╔══

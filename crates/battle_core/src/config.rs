//! Battle tuning parameters.
//!
//! [`BattleConfig`] collects every constant the simulation consults that is
//! not a per-unit-type value. All fields have defaults, so a RON file only
//! needs to list what it overrides:
//!
//! ```ron
//! BattleConfig(
//!     seed: 7,
//!     paralysis_ttl: 80,
//! )
//! ```

use std::path::Path;
use std::time::Duration;

use serde::{Deserialize, Serialize};

use crate::error::{BattleError, Result};

/// Simulation tuning.
#[derive(Debug, Clone, PartialEq, Eq, Serialize, Deserialize)]
#[serde(default)]
pub struct BattleConfig {
    /// Seed for the battle RNG (target tie-breaks, AI choices).
    pub seed: u64,
    /// Wall-clock length of one tick at normal speed.
    pub tick_interval_ms: u64,
    /// Ticks a paralysed unit stays disabled.
    pub paralysis_ttl: u32,
    /// Ticks a minelayer must stand still before planting.
    pub mine_dwell_ticks: u32,
    /// Animation length of an explosion, in ticks.
    pub explosion_phases: u32,
    /// Kamikaze units self-destruct below this percentage of max hp.
    pub kamikaze_threshold_percent: u32,
    /// Ticks between self-repair pulses.
    pub repair_interval: u32,
    /// Percentage of max hp restored per self-repair pulse.
    pub repair_percent: u32,
    /// Blocked ticks before a unit re-derives its path.
    pub repath_after_blocked: u32,
    /// Depth of the deployment ring around defender buildings.
    pub defender_ring_depth: u32,
    /// Depth of the attacker's edge bands.
    pub attacker_band_depth: u32,
    /// Skip the outermost map ring when deploying attackers.
    pub skip_outer_edge: bool,
    /// Cell budget for the defender zone when no building stands.
    pub open_field_zone_cap: usize,
    /// Defense bonus granted to the planet after a successful defense.
    pub defense_bonus_on_victory: u32,
}

impl Default for BattleConfig {
    fn default() -> Self {
        Self {
            seed: 0,
            tick_interval_ms: 100,
            paralysis_ttl: 150,
            mine_dwell_ticks: 20,
            explosion_phases: 12,
            kamikaze_threshold_percent: 10,
            repair_interval: 10,
            repair_percent: 2,
            repath_after_blocked: 3,
            defender_ring_depth: 3,
            attacker_band_depth: 3,
            skip_outer_edge: false,
            open_field_zone_cap: 64,
            defense_bonus_on_victory: 1,
        }
    }
}

impl BattleConfig {
    /// Default configuration with a specific seed.
    #[must_use]
    pub fn with_seed(seed: u64) -> Self {
        Self {
            seed,
            ..Self::default()
        }
    }

    /// Wall-clock interval between ticks at a speed multiplier.
    ///
    /// A multiplier of zero is treated as one.
    #[must_use]
    pub fn tick_interval(&self, speed: u32) -> Duration {
        Duration::from_millis(self.tick_interval_ms / u64::from(speed.max(1)))
    }

    /// Half-life phase of an explosion: the point where its kill target is
    /// removed from the battle.
    #[must_use]
    pub const fn explosion_half_life(&self) -> u32 {
        self.explosion_phases / 2
    }

    /// Parse from a RON string.
    pub fn from_ron_str(source: &str) -> Result<Self> {
        ron::from_str(source).map_err(|e| BattleError::DataParseError {
            path: "<inline>".to_string(),
            message: e.to_string(),
        })
    }

    /// Load from a RON file.
    pub fn load<P: AsRef<Path>>(path: P) -> Result<Self> {
        let path = path.as_ref();
        let contents = std::fs::read_to_string(path)?;
        ron::from_str(&contents).map_err(|e| BattleError::DataParseError {
            path: path.display().to_string(),
            message: e.to_string(),
        })
    }
}

#[cfg(test)]
mod tests {
    use super::*;

    #[test]
    fn test_tick_interval_scales_with_speed() {
        let config = BattleConfig::default();
        assert_eq!(config.tick_interval(1), Duration::from_millis(100));
        assert_eq!(config.tick_interval(2), Duration::from_millis(50));
        assert_eq!(config.tick_interval(4), Duration::from_millis(25));
        assert_eq!(config.tick_interval(0), Duration::from_millis(100));
    }

    #[test]
    fn test_partial_ron_keeps_defaults() {
        let config = BattleConfig::from_ron_str("BattleConfig(seed: 7, paralysis_ttl: 80)").unwrap();
        assert_eq!(config.seed, 7);
        assert_eq!(config.paralysis_ttl, 80);
        assert_eq!(config.mine_dwell_ticks, BattleConfig::default().mine_dwell_ticks);
    }

    #[test]
    fn test_half_life() {
        let config = BattleConfig {
            explosion_phases: 9,
            ..BattleConfig::default()
        };
        assert_eq!(config.explosion_half_life(), 4);
    }

    #[test]
    fn test_invalid_ron_is_parse_error() {
        let err = BattleConfig::from_ron_str("BattleConfig(seed: \"x\")").unwrap_err();
        assert!(matches!(err, BattleError::DataParseError { .. }));
    }
}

╚══

» **Problem description**
Report every line containing the string "serde" in the material.

» **Solution**
use serde::{Deserialize, Serialize};
#[serde(default)]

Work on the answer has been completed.